Working at A'romas is, overall, pretty amazing. It's not like working at Willy Wonka's Chocolate Factory or anything, but it can still be a lot of fun. It's definitely my favorite job so far. I've met some of the best people there and I honestly miss some of the employees that have left. It makes me happy to see Annie, Tiffany, Shayna, Angelina, and Mario still come by sometimes and say hello. Because there are people who don't ever come back, like Shauna or Ryan or Sarah...

Sarah, who I mentioned earlier, was this punk-rock girl, 23, who I would have loved to have been friends with when I was single. One night after a closing shift--we're talking like one in the morning, here--me, Sarah, Danny and Danny's friend decided to go to San Francisco. No one was high or drunk.
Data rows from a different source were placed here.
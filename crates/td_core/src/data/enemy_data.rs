//! Enemy template data.

use serde::{Deserialize, Serialize};

use crate::enemy::{AbilityId, EnemyCategory, EnemyKind};

/// Data-driven enemy definition.
///
/// HP is not stored directly: the factory derives it from the day/threat
/// formula and adds `hp_delta`.
///
/// # Example RON
///
/// ```ron
/// EnemyTemplate(
///     kind: Shaman,
///     category: Standard,
///     hp_delta: 2,
///     speed_pct: 75,   // 0.75 cells per step
///     damage: 2,
///     gold: 5,
///     abilities: [Regeneration],
/// )
/// ```
#[derive(Debug, Clone, Serialize, Deserialize, PartialEq, Eq)]
pub struct EnemyTemplate {
    /// Kind this template describes.
    pub kind: EnemyKind,

    /// Category of the kind.
    pub category: EnemyCategory,

    /// Added to the formula HP (result is never below 1).
    pub hp_delta: i32,

    /// Flat armor before day scaling.
    #[serde(default)]
    pub armor: u32,

    /// Lane speed in percent of a cell per step.
    pub speed_pct: u32,

    /// Contact damage against the castle.
    pub damage: u32,

    /// Gold credited on kill.
    pub gold: u32,

    /// Abilities the enemy spawns with.
    #[serde(default)]
    pub abilities: Vec<AbilityId>,
}

#[allow(clippy::too_many_arguments)]
fn template(
    kind: EnemyKind,
    category: EnemyCategory,
    hp_delta: i32,
    armor: u32,
    speed_pct: u32,
    damage: u32,
    gold: u32,
    abilities: &[AbilityId],
) -> EnemyTemplate {
    EnemyTemplate {
        kind,
        category,
        hp_delta,
        armor,
        speed_pct,
        damage,
        gold,
        abilities: abilities.to_vec(),
    }
}

/// Built-in enemy roster.
#[must_use]
pub fn builtin_enemies() -> Vec<EnemyTemplate> {
    use AbilityId::{Enrage, Fortify, PhantomStep, Regeneration, Summon};
    use EnemyCategory::{Boss, Elite, Minion, Standard};
    use EnemyKind as K;

    vec![
        template(K::Swarmling, Minion, -4, 0, 100, 1, 1, &[]),
        template(K::Imp, Minion, -3, 0, 150, 1, 1, &[]),
        template(K::Skitter, Minion, -2, 0, 200, 1, 2, &[]),
        template(K::Scout, Standard, -2, 0, 150, 2, 3, &[]),
        template(K::Raider, Standard, 0, 1, 100, 3, 4, &[]),
        template(K::Archer, Standard, -1, 0, 100, 3, 4, &[]),
        template(K::Shaman, Standard, 2, 0, 75, 2, 5, &[Regeneration]),
        template(K::Wolf, Standard, 0, 0, 200, 2, 4, &[]),
        template(K::Brute, Elite, 10, 3, 50, 6, 10, &[Enrage]),
        template(K::Wraith, Elite, 4, 0, 100, 4, 10, &[PhantomStep]),
        template(K::Knight, Elite, 8, 4, 75, 5, 12, &[Fortify]),
        template(K::Warlock, Elite, 6, 1, 75, 5, 12, &[Summon]),
        template(K::ForestGuardian, Boss, 0, 2, 50, 10, 50, &[]),
        template(K::StoneGolem, Boss, 20, 6, 25, 15, 60, &[]),
        template(K::FenWitch, Boss, -10, 1, 75, 12, 60, &[]),
        template(K::SunderedKing, Boss, 40, 4, 50, 20, 100, &[]),
    ]
}
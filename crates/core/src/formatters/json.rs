use serde::Serialize;

use crate::Result;
use crate::extract::{Extraction, Source};

/// Configuration for JSON output
#[derive(Debug, Clone)]
pub struct JsonConfig {
    /// Include the cleaned HTML
    pub include_html: bool,
    /// Include the Markdown document
    pub include_markdown: bool,
    /// Pretty print JSON output
    pub pretty: bool,
}

impl Default for JsonConfig {
    fn default() -> Self {
        Self { include_html: true, include_markdown: true, pretty: true }
    }
}

#[derive(Serialize)]
#[serde(rename_all = "camelCase")]
struct JsonOutput<'a> {
    search_query: Option<&'a str>,
    #[serde(skip_serializing_if = "Option::is_none")]
    html_content: Option<&'a str>,
    #[serde(skip_serializing_if = "Option::is_none")]
    markdown: Option<&'a str>,
    sources: &'a [Source],
}

/// Serializes an extraction for the CLI's JSON output.
pub fn extraction_to_json(extraction: &Extraction, config: &JsonConfig) -> Result<String> {
    let output = JsonOutput {
        search_query: extraction.search_query.as_deref(),
        html_content: config.include_html.then_some(extraction.html_content.as_str()),
        markdown: config.include_markdown.then_some(extraction.markdown.as_str()),
        sources: &extraction.sources,
    };

    let json = if config.pretty { serde_json::to_string_pretty(&output)? } else { serde_json::to_string(&output)? };
    Ok(json)
}

#[cfg(test)]
mod tests {
    use super::*;
    use serde_json::Value;

    fn extraction() -> Extraction {
        Extraction {
            html_content: "<p>Body</p>".to_string(),
            sources: vec![Source { title: "Rust".to_string(), url: "https://www.rust-lang.org/".to_string() }],
            search_query: Some("rust".to_string()),
            markdown: "# AI Overview\n\nBody\n".to_string(),
        }
    }

    #[test]
    fn test_full_output() {
        let json = extraction_to_json(&extraction(), &JsonConfig::default()).unwrap();
        let value: Value = serde_json::from_str(&json).unwrap();
        assert_eq!(value["searchQuery"], "rust");
        assert_eq!(value["htmlContent"], "<p>Body</p>");
        assert_eq!(value["sources"][0]["url"], "https://www.rust-lang.org/");
    }

    #[test]
    fn test_omits_excluded_fields() {
        let config = JsonConfig { include_html: false, include_markdown: false, pretty: false };
        let json = extraction_to_json(&extraction(), &config).unwrap();
        assert!(!json.contains("htmlContent"));
        assert!(!json.contains("markdown"));
        assert!(!json.contains('\n'));
    }
}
We first went to the beach and started up a bonfire, but it was too cold and windy and so we went back to the car to venture elsewhere. I don't know San Francisco too well, so I don't know exactly where we went, but after that I remember us parading up and down this one road, being goofy and loud. Danny's friend tried to frog-leap over a parking meter and failed, falling to his ass. I'm starting to think that Danny's friend was named Danny, too. So I'm off topic now. This was also the night we stopped just near the Golden Gate Bridge and there are these abandoned military bunker-looking structures we walked through, which was creepy in the thick of the night when not even a cellphone screen can help you see.

For the record: Danny (the Danny from the last paragraph) used to work at A'romas and then left to try out San Diego. A few days ago Danny came back and he plans on working at A'romas for a while before heading off toward some other goal. This is odd timing because now there's a new Danny who works at A'romas. We call one of them Danny Blonde and the other Danny Brown.
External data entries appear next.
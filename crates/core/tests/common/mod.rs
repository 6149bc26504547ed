//! Shared helpers for the integration tests.
#![allow(dead_code)]

use wiremock::matchers::{header, method, path};
use wiremock::{Mock, MockServer, ResponseTemplate};

pub fn fixture(name: &str) -> String {
    std::fs::read_to_string(format!("../../tests/fixtures/{}", name)).unwrap()
}

/// Starts a mock endpoint answering JSON POSTs to `/hook` with `response`.
pub async fn webhook_endpoint(response: ResponseTemplate) -> MockServer {
    let server = MockServer::start().await;
    Mock::given(method("POST"))
        .and(path("/hook"))
        .and(header("content-type", "application/json"))
        .respond_with(response)
        .mount(&server)
        .await;
    server
}

pub fn hook_url(server: &MockServer) -> String {
    format!("{}/hook", server.uri())
}

/// Bodies of every request the endpoint received, oldest first.
pub async fn received_json(server: &MockServer) -> Vec<serde_json::Value> {
    server
        .received_requests()
        .await
        .unwrap()
        .iter()
        .map(|request| serde_json::from_slice(&request.body).unwrap())
        .collect()
}
use std::sync::Arc;

use tracing::{debug, info};

use super::{CompletionCallbacks, ExpandOutcome};
use crate::Result;
use crate::config::OverviewConfig;
use crate::page::{ClickMethod, Page, page_has, with_snapshot};
use crate::selectors::{COLLAPSED_TOGGLE, CONTAINER, EXPANDED_TOGGLE};
use crate::settings::SettingsManager;

/// Opens a collapsed overview panel.
pub struct OverviewExpander {
    page: Arc<dyn Page>,
    settings: Arc<SettingsManager>,
    config: OverviewConfig,
    callbacks: CompletionCallbacks,
}

impl OverviewExpander {
    pub fn new(page: Arc<dyn Page>, settings: Arc<SettingsManager>, config: OverviewConfig) -> Self {
        Self { page, settings, config, callbacks: CompletionCallbacks::default() }
    }

    /// Registers a callback fired after a confirmed expansion.
    pub fn on_expansion_complete(&self, callback: impl Fn() + Send + Sync + 'static) {
        self.callbacks.push(Arc::new(callback));
    }

    /// Clicks the collapsed toggle, if any, and waits for the panel to open.
    pub async fn expand_ai_overview(&self) -> Result<ExpandOutcome> {
        if !self.settings.get_settings().auto_expand_overviews {
            debug!("auto-expand of overviews is disabled");
            return Ok(ExpandOutcome::Disabled);
        }

        let toggle = with_snapshot(self.page.as_ref(), |doc| {
            Ok(doc.select_first(COLLAPSED_TOGGLE)?.map(|el| el.locator()))
        })?;

        let Some(toggle) = toggle else {
            if self.is_expanded()? {
                debug!("overview already expanded");
                return Ok(ExpandOutcome::AlreadyExpanded);
            }
            debug!("no collapsed overview found");
            return Ok(ExpandOutcome::NotFound);
        };

        info!("collapsed overview found, expanding");
        self.page.dispatch(toggle, ClickMethod::Direct)?;

        if self.wait_for_expansion().await? {
            info!("overview expanded");
            self.callbacks.fire("overview");
            Ok(ExpandOutcome::Expanded)
        } else {
            Ok(ExpandOutcome::Unconfirmed)
        }
    }

    async fn wait_for_expansion(&self) -> Result<bool> {
        tokio::time::sleep(self.config.initial_delay).await;

        for poll in 1..=self.config.max_polls {
            if self.is_expanded()? {
                debug!(poll, "expansion confirmed");
                return Ok(true);
            }
            if poll < self.config.max_polls {
                tokio::time::sleep(self.config.poll_interval).await;
            }
        }

        debug!(polls = self.config.max_polls, "expansion not confirmed");
        Ok(false)
    }

    pub fn is_expanded(&self) -> Result<bool> {
        page_has(self.page.as_ref(), EXPANDED_TOGGLE)
    }

    /// Whether the overview container is on the page at all.
    pub fn is_present(&self) -> Result<bool> {
        page_has(self.page.as_ref(), CONTAINER)
    }
}
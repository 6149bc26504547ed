//! Watching the page for the overview container.
//!
//! Detection runs as a single task that arms four triggers at once: an
//! immediate check, a debounced reaction to structural mutations, a longer
//! debounced reaction to scrolling and a periodic poll. The first trigger to
//! see the container claims the processing lock, the watch is torn down and
//! the container is handed to the callback. A failing callback releases the
//! lock and detection restarts after `retry_delay`.

use std::future::Future;
use std::pin::Pin;
use std::sync::atomic::{AtomicBool, Ordering};
use std::sync::{Arc, Mutex};

use serde::Serialize;
use tokio::sync::broadcast::error::RecvError;
use tokio::task::JoinHandle;
use tokio::time::{Instant, interval_at, sleep_until};
use tracing::{debug, error, info, warn};

use crate::Result;
use crate::config::DetectionConfig;
use crate::extract::Container;
use crate::page::{Page, PageEvent};

pub type BoxFuture<T> = Pin<Box<dyn Future<Output = T> + Send>>;

/// Receives each detected container.
pub type ContainerCallback = Arc<dyn Fn(Container) -> BoxFuture<Result<()>> + Send + Sync>;

#[derive(Debug, Clone, Copy, PartialEq, Eq, Serialize)]
#[serde(rename_all = "camelCase")]
pub struct DetectionStatus {
    pub is_processing: bool,
    pub has_processed: bool,
    pub is_detection_active: bool,
}

struct Shared {
    page: Arc<dyn Page>,
    config: DetectionConfig,
    callback: ContainerCallback,
    processing: AtomicBool,
    processed: AtomicBool,
    watching: AtomicBool,
}

pub struct ContainerDetector {
    shared: Arc<Shared>,
    task: Mutex<Option<JoinHandle<()>>>,
}

impl ContainerDetector {
    pub fn new<F, Fut>(page: Arc<dyn Page>, config: DetectionConfig, handler: F) -> Self
    where
        F: Fn(Container) -> Fut + Send + Sync + 'static,
        Fut: Future<Output = Result<()>> + Send + 'static,
    {
        let callback: ContainerCallback =
            Arc::new(move |container| -> BoxFuture<Result<()>> { Box::pin(handler(container)) });
        Self {
            shared: Arc::new(Shared {
                page,
                config,
                callback,
                processing: AtomicBool::new(false),
                processed: AtomicBool::new(false),
                watching: AtomicBool::new(false),
            }),
            task: Mutex::new(None),
        }
    }

    fn task(&self) -> std::sync::MutexGuard<'_, Option<JoinHandle<()>>> {
        self.task.lock().unwrap_or_else(|e| e.into_inner())
    }

    /// Starts watching, unless a container was already processed or a watch is running.
    ///
    /// Must be called from within a tokio runtime.
    pub fn start_detection(&self) {
        if self.shared.processed.load(Ordering::SeqCst) {
            debug!("container already processed, not starting detection");
            return;
        }

        let mut task = self.task();
        if task.as_ref().is_some_and(|t| !t.is_finished()) {
            debug!("detection already running");
            return;
        }

        info!("starting container detection");
        *task = Some(tokio::spawn(self.shared.clone().run(None)));
    }

    /// Checks for the container right now and hands it off if found.
    ///
    /// Returns whether the container is present.
    pub fn force_check(&self) -> Result<bool> {
        let Some(container) = Container::capture(self.shared.page.as_ref())? else {
            return Ok(false);
        };

        if self.shared.claim() {
            debug!("forced check found the container");
            let mut task = self.task();
            if let Some(running) = task.take() {
                running.abort();
            }
            self.shared.watching.store(false, Ordering::SeqCst);
            *task = Some(tokio::spawn(self.shared.clone().run(Some(container))));
        }
        Ok(true)
    }

    /// Stops detection and clears every flag.
    pub fn reset(&self) {
        if let Some(running) = self.task().take() {
            running.abort();
        }
        self.shared.processing.store(false, Ordering::SeqCst);
        self.shared.processed.store(false, Ordering::SeqCst);
        self.shared.watching.store(false, Ordering::SeqCst);
        debug!("detection reset");
    }

    pub fn force_restart(&self) {
        self.reset();
        self.start_detection();
    }

    pub fn status(&self) -> DetectionStatus {
        DetectionStatus {
            is_processing: self.shared.processing.load(Ordering::SeqCst),
            has_processed: self.shared.processed.load(Ordering::SeqCst),
            is_detection_active: self.is_detection_active(),
        }
    }

    pub fn is_container_present(&self) -> Result<bool> {
        Ok(Container::capture(self.shared.page.as_ref())?.is_some())
    }

    /// Whether the triggers are currently armed.
    pub fn is_detection_active(&self) -> bool {
        self.shared.watching.load(Ordering::SeqCst)
    }
}

impl Drop for ContainerDetector {
    fn drop(&mut self) {
        if let Some(running) = self.task().take() {
            running.abort();
        }
    }
}

impl Shared {
    fn claim(&self) -> bool {
        !self.processed.load(Ordering::SeqCst)
            && self.processing.compare_exchange(false, true, Ordering::SeqCst, Ordering::SeqCst).is_ok()
    }

    async fn run(self: Arc<Self>, mut found: Option<Container>) {
        loop {
            let container = match found.take() {
                Some(container) => container,
                None => self.watch().await,
            };

            info!(ordinal = container.locator.ordinal, "container found, handing off");
            match (self.callback)(container).await {
                Ok(()) => {
                    self.processed.store(true, Ordering::SeqCst);
                    self.processing.store(false, Ordering::SeqCst);
                    debug!("container processed");
                    return;
                }
                Err(e) => {
                    error!(error = %e, retry_ms = self.config.retry_delay.as_millis() as u64, "container processing failed");
                    self.processing.store(false, Ordering::SeqCst);
                    tokio::time::sleep(self.config.retry_delay).await;
                }
            }
        }
    }

    /// Resolves with the container once a trigger finds it and the lock is claimed.
    async fn watch(&self) -> Container {
        let mut events = self.page.events();
        self.watching.store(true, Ordering::SeqCst);

        let container = self.watch_loop(&mut events).await;

        self.watching.store(false, Ordering::SeqCst);
        container
    }

    async fn watch_loop(&self, events: &mut tokio::sync::broadcast::Receiver<PageEvent>) -> Container {
        if let Some(container) = self.check("immediate") {
            return container;
        }

        let mut poll = interval_at(Instant::now() + self.config.poll_initial_delay, self.config.poll_interval);
        let mut mutation_due: Option<Instant> = None;
        let mut scroll_due: Option<Instant> = None;
        let mut events_open = true;

        loop {
            tokio::select! {
                event = events.recv(), if events_open => match event {
                    Ok(PageEvent::Mutation) | Err(RecvError::Lagged(_)) => {
                        mutation_due = Some(Instant::now() + self.config.mutation_debounce);
                    }
                    Ok(PageEvent::Scroll) => {
                        scroll_due = Some(Instant::now() + self.config.scroll_debounce);
                    }
                    Err(RecvError::Closed) => {
                        warn!("page event stream closed, relying on polling");
                        events_open = false;
                    }
                },
                _ = sleep_until(mutation_due.unwrap_or_else(Instant::now)), if mutation_due.is_some() => {
                    mutation_due = None;
                    if let Some(container) = self.check("mutation") {
                        return container;
                    }
                }
                _ = sleep_until(scroll_due.unwrap_or_else(Instant::now)), if scroll_due.is_some() => {
                    scroll_due = None;
                    if let Some(container) = self.check("scroll") {
                        return container;
                    }
                }
                _ = poll.tick() => {
                    if let Some(container) = self.check("poll") {
                        return container;
                    }
                }
            }
        }
    }

    fn check(&self, trigger: &'static str) -> Option<Container> {
        let container = match Container::capture(self.page.as_ref()) {
            Ok(Some(container)) => container,
            Ok(None) => return None,
            Err(e) => {
                warn!(trigger, error = %e, "container check failed");
                return None;
            }
        };

        if self.claim() {
            debug!(trigger, "container detected");
            Some(container)
        } else {
            None
        }
    }
}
Now it's 6:23 AM. Sara and Danny Brown are going to open A'romas in seven minutes. Then Michelle will get there at 8:30 AM. My shift starts at 9:00 AM alongside Ruth, and we'll both go on the clock so that Danny or Sara can take a break. Four hours will go by like they always do and it'll be 1:00 PM. I think I'll ask Michelle if she wants to smoke a bowl with me before I go with Sara to the Toad in the Hole (assuming she wants to stick to tradition). I'd like to go play pool later. I also would love to have Sara and Adam help me on the movie. Carissa will be off work at 6:00 PM with Alisa and I told Carissa to try and get Alisa to go out again, so maybe something will come of that. Who knows? I like to have no expectations and yet be ready for anything, you know? These aren't plans. These are theories yet to be proven.

In conclusion, A'roma Roasters is where I work. It's an independently-owned coffeeshop in Santa Rosa that doubles as one of the city's more popular hang-outs. Not kidding. This place has a lot of loyal customers and each day brings a flock of new ones. It's fertile flirting grounds both behind and across the counter. The atmosphere is generally good, depending on the personalities that make up that crew. I get paid enough to afford rent and keep up a social life. And hell, I was even Employee of the Month in July. Come September, it'll be two years at this place. What this all means for me in the future... I don't really care right now.